Speaking of earnings, a number of solid reports from the banks got us off to a hot start. Of note, JP Morgan posted an impressive earnings beat that highlighted the strength of the consumer. Auto loan, home loan, and card loan growth show that consumers at America’s largest bank are doing well. This is particularly impressive against the backdrop of still pristine credit quality. The strength in the consumer continues to show up in the macro data as well. Retail sales in December advanced 5% year-over-year and November’s numbers were revised higher to boot. Over two thirds of the U.S. economy is rolling right along.
On the global front, we continue to see signs of improvement. Global LEIs are recovering, soft and hard data out of Europe is getting better, sentiment is improving in Japan, and China should continue to improve with the trade truce and further stimulus. This improvement is being reflected in commodities and thus transports. We had a Dow Theory confirmation this week. Dow Transports and the Dow 30 each made a new high this week. This is a bullish signal.

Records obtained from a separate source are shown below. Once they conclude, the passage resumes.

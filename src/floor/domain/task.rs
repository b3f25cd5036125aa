//! Floor task aggregate root and pause-time bookkeeping.

use super::{DeviceId, Progress, TaskDomainError, TaskId, TaskStatus, WorkerId};
use crate::project::domain::{LineId, ProjectId, SnapshotStep};
use crate::recipe::domain::{DeviceTypeId, StepId};
use chrono::{DateTime, TimeDelta, Utc};
use mockable::Clock;
use serde::{Deserialize, Serialize};

/// Whether accumulated paused time counts towards a derived actual
/// duration.
///
/// An explicit parameter on completion: the worker clock keeps running
/// while a task is paused, and call sites differ on whether that idle time
/// is working time.
#[derive(Debug, Clone, Copy, Default, PartialEq, Eq, Serialize, Deserialize)]
#[serde(rename_all = "snake_case")]
pub enum PausedTimePolicy {
    /// Subtract paused time from the derived duration.
    #[default]
    Exclude,
    /// Count paused time as working time.
    Include,
}

/// Work-order instance of one snapshot step, executed by one worker on one
/// device, for one project line.
///
/// The device type is copied verbatim from the snapshot step at creation
/// time and never looked up live.
#[derive(Debug, Clone, PartialEq, Eq, Serialize, Deserialize)]
pub struct Task {
    id: TaskId,
    project_id: ProjectId,
    line_id: LineId,
    step_id: StepId,
    title: String,
    description: Option<String>,
    device_type_id: DeviceTypeId,
    estimated_minutes: u32,
    status: TaskStatus,
    progress: Progress,
    worker_id: Option<WorkerId>,
    device_id: Option<DeviceId>,
    started_at: Option<DateTime<Utc>>,
    completed_at: Option<DateTime<Utc>>,
    paused_at: Option<DateTime<Utc>>,
    paused_seconds: i64,
    actual_minutes: Option<i64>,
    notes: Option<String>,
    created_at: DateTime<Utc>,
    updated_at: DateTime<Utc>,
    version: u64,
}

impl Task {
    /// Creates the pending work order for one snapshot step.
    ///
    /// The title is derived from the project and step names; device type,
    /// duration, and description are copied from the frozen step.
    #[must_use]
    pub fn for_step(
        project_id: ProjectId,
        line_id: LineId,
        step: &SnapshotStep,
        project_name: &str,
        clock: &impl Clock,
    ) -> Self {
        let timestamp = clock.utc();
        Self {
            id: TaskId::new(),
            project_id,
            line_id,
            step_id: step.id(),
            title: format!("{project_name}: {}", step.name()),
            description: step.description().map(str::to_owned),
            device_type_id: step.device_type_id(),
            estimated_minutes: step.estimated_minutes(),
            status: TaskStatus::Pending,
            progress: Progress::ZERO,
            worker_id: None,
            device_id: None,
            started_at: None,
            completed_at: None,
            paused_at: None,
            paused_seconds: 0,
            actual_minutes: None,
            notes: None,
            created_at: timestamp,
            updated_at: timestamp,
            version: 0,
        }
    }

    /// Returns the task identifier.
    #[must_use]
    pub const fn id(&self) -> TaskId {
        self.id
    }

    /// Returns the owning project.
    #[must_use]
    pub const fn project_id(&self) -> ProjectId {
        self.project_id
    }

    /// Returns the owning project line.
    #[must_use]
    pub const fn line_id(&self) -> LineId {
        self.line_id
    }

    /// Returns the snapshot step this task executes.
    #[must_use]
    pub const fn step_id(&self) -> StepId {
        self.step_id
    }

    /// Returns the derived title.
    #[must_use]
    pub fn title(&self) -> &str {
        &self.title
    }

    /// Returns the description copied from the step, if any.
    #[must_use]
    pub fn description(&self) -> Option<&str> {
        self.description.as_deref()
    }

    /// Returns the device class required to execute the task.
    #[must_use]
    pub const fn device_type_id(&self) -> DeviceTypeId {
        self.device_type_id
    }

    /// Returns the estimated duration in whole minutes.
    #[must_use]
    pub const fn estimated_minutes(&self) -> u32 {
        self.estimated_minutes
    }

    /// Returns the lifecycle status.
    #[must_use]
    pub const fn status(&self) -> TaskStatus {
        self.status
    }

    /// Returns the recorded progress.
    #[must_use]
    pub const fn progress(&self) -> Progress {
        self.progress
    }

    /// Returns the assigned worker, if any.
    #[must_use]
    pub const fn worker_id(&self) -> Option<WorkerId> {
        self.worker_id
    }

    /// Returns the assigned device, if any.
    #[must_use]
    pub const fn device_id(&self) -> Option<DeviceId> {
        self.device_id
    }

    /// Returns when execution started, if it has.
    #[must_use]
    pub const fn started_at(&self) -> Option<DateTime<Utc>> {
        self.started_at
    }

    /// Returns when execution completed, if it has.
    #[must_use]
    pub const fn completed_at(&self) -> Option<DateTime<Utc>> {
        self.completed_at
    }

    /// Returns the accumulated paused time in seconds.
    #[must_use]
    pub const fn paused_seconds(&self) -> i64 {
        self.paused_seconds
    }

    /// Returns the actual duration in whole minutes, once completed.
    #[must_use]
    pub const fn actual_minutes(&self) -> Option<i64> {
        self.actual_minutes
    }

    /// Returns the operator notes, if any.
    #[must_use]
    pub fn notes(&self) -> Option<&str> {
        self.notes.as_deref()
    }

    /// Returns the creation timestamp.
    #[must_use]
    pub const fn created_at(&self) -> DateTime<Utc> {
        self.created_at
    }

    /// Returns the latest mutation timestamp.
    #[must_use]
    pub const fn updated_at(&self) -> DateTime<Utc> {
        self.updated_at
    }

    /// Returns the optimistic-concurrency version.
    #[must_use]
    pub const fn version(&self) -> u64 {
        self.version
    }

    /// Starts execution: assigns the worker and optional device and stamps
    /// the start time.
    ///
    /// # Errors
    ///
    /// Returns [`TaskDomainError::InvalidTransition`] unless the task is
    /// pending.
    pub fn start(
        &mut self,
        worker_id: WorkerId,
        device_id: Option<DeviceId>,
        clock: &impl Clock,
    ) -> Result<(), TaskDomainError> {
        // Starting is only valid from pending; a paused task re-enters
        // ongoing through resume, which keeps the original start timestamp.
        if self.status != TaskStatus::Pending {
            return Err(TaskDomainError::InvalidTransition {
                task_id: self.id,
                from: self.status,
                to: TaskStatus::Ongoing,
            });
        }
        self.status = TaskStatus::Ongoing;
        self.worker_id = Some(worker_id);
        self.device_id = device_id;
        self.started_at = Some(clock.utc());
        self.touch(clock);
        Ok(())
    }

    /// Suspends execution. Progress and elapsed time are preserved.
    ///
    /// # Errors
    ///
    /// Returns [`TaskDomainError::InvalidTransition`] unless the task is
    /// ongoing.
    pub fn pause(&mut self, clock: &impl Clock) -> Result<(), TaskDomainError> {
        self.ensure_transition(TaskStatus::Paused)?;
        self.status = TaskStatus::Paused;
        self.paused_at = Some(clock.utc());
        self.touch(clock);
        Ok(())
    }

    /// Resumes a paused task from exactly where it left off.
    ///
    /// Progress is never reset by a resume; the open pause is folded into
    /// the accumulated paused time.
    ///
    /// # Errors
    ///
    /// Returns [`TaskDomainError::InvalidTransition`] unless the task is
    /// paused.
    pub fn resume(&mut self, clock: &impl Clock) -> Result<(), TaskDomainError> {
        if self.status != TaskStatus::Paused {
            return Err(TaskDomainError::InvalidTransition {
                task_id: self.id,
                from: self.status,
                to: TaskStatus::Ongoing,
            });
        }
        let now = clock.utc();
        self.fold_open_pause(now);
        self.status = TaskStatus::Ongoing;
        self.touch(clock);
        Ok(())
    }

    /// Completes the task from ongoing or directly from paused.
    ///
    /// Progress becomes the override or 100. The actual duration is the
    /// supplied value, or is derived from the start and completion
    /// timestamps in whole minutes with paused time excluded or included
    /// per `paused_time`.
    ///
    /// # Errors
    ///
    /// Returns [`TaskDomainError::InvalidTransition`] unless the task is
    /// ongoing or paused, or [`TaskDomainError::StartTimestampMissing`] when
    /// a duration must be derived for a task that never started.
    pub fn complete(
        &mut self,
        worker_id: Option<WorkerId>,
        progress_override: Option<Progress>,
        actual_minutes: Option<i64>,
        paused_time: PausedTimePolicy,
        clock: &impl Clock,
    ) -> Result<(), TaskDomainError> {
        self.ensure_transition(TaskStatus::Completed)?;
        let started = self
            .started_at
            .ok_or(TaskDomainError::StartTimestampMissing(self.id))?;

        let now = clock.utc();
        self.fold_open_pause(now);
        self.status = TaskStatus::Completed;
        self.completed_at = Some(now);
        if let Some(worker) = worker_id {
            self.worker_id = Some(worker);
        }
        self.progress = progress_override.unwrap_or(Progress::COMPLETE);
        self.actual_minutes = Some(match actual_minutes {
            Some(minutes) => minutes.max(0),
            None => {
                let elapsed = now - started;
                let counted = match paused_time {
                    PausedTimePolicy::Exclude => {
                        elapsed - TimeDelta::seconds(self.paused_seconds)
                    }
                    PausedTimePolicy::Include => elapsed,
                };
                counted.num_minutes().max(0)
            }
        });
        self.touch(clock);
        Ok(())
    }

    /// Records interim progress reported from the floor.
    ///
    /// Valid on any non-terminal task; pausing and resuming never touch the
    /// reported value.
    ///
    /// # Errors
    ///
    /// Returns [`TaskDomainError::TerminalTask`] when the task already
    /// completed or failed.
    pub fn report_progress(
        &mut self,
        progress: Progress,
        clock: &impl Clock,
    ) -> Result<(), TaskDomainError> {
        if self.status.is_terminal() {
            return Err(TaskDomainError::TerminalTask {
                task_id: self.id,
                status: self.status,
            });
        }
        self.progress = progress;
        self.touch(clock);
        Ok(())
    }

    /// Fails the task from ongoing or paused. Progress is preserved; a
    /// failed task never spawns a successor.
    ///
    /// # Errors
    ///
    /// Returns [`TaskDomainError::InvalidTransition`] unless the task is
    /// ongoing or paused.
    pub fn fail(
        &mut self,
        notes: Option<String>,
        clock: &impl Clock,
    ) -> Result<(), TaskDomainError> {
        self.ensure_transition(TaskStatus::Failed)?;
        let now = clock.utc();
        self.fold_open_pause(now);
        self.status = TaskStatus::Failed;
        if notes.is_some() {
            self.notes = notes;
        }
        self.touch(clock);
        Ok(())
    }

    /// Rejects transitions the status machine does not allow.
    fn ensure_transition(&self, to: TaskStatus) -> Result<(), TaskDomainError> {
        if !self.status.can_transition_to(to) {
            return Err(TaskDomainError::InvalidTransition {
                task_id: self.id,
                from: self.status,
                to,
            });
        }
        Ok(())
    }

    /// Accumulates an open pause into the paused total.
    fn fold_open_pause(&mut self, now: DateTime<Utc>) {
        if let Some(paused_at) = self.paused_at.take() {
            let paused = (now - paused_at).num_seconds().max(0);
            self.paused_seconds = self.paused_seconds.saturating_add(paused);
        }
    }

    /// Bumps the mutation timestamp and optimistic-concurrency version.
    fn touch(&mut self, clock: &impl Clock) {
        self.updated_at = clock.utc();
        self.version = self.version.saturating_add(1);
    }
}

The strength in the economy and the markets is also flowing through to the political arena. With the trade deal in place, betting markets have been increasing President Trump’s odds for re-election. You could argue this is having a feedback effect in pushing markets even higher on the expectation of 4 more years of a pro-business environment. Our friends at Strategas Research Partners have been quick to point out that market expectations about a Trump victory are perhaps overly optimistic. Any hiccup in Trump’s re-election bid could be a catalyst for consolidation. We’ll be watching over the coming weeks as we move into a stretch of the electoral calendar that has been historically weaker for stocks.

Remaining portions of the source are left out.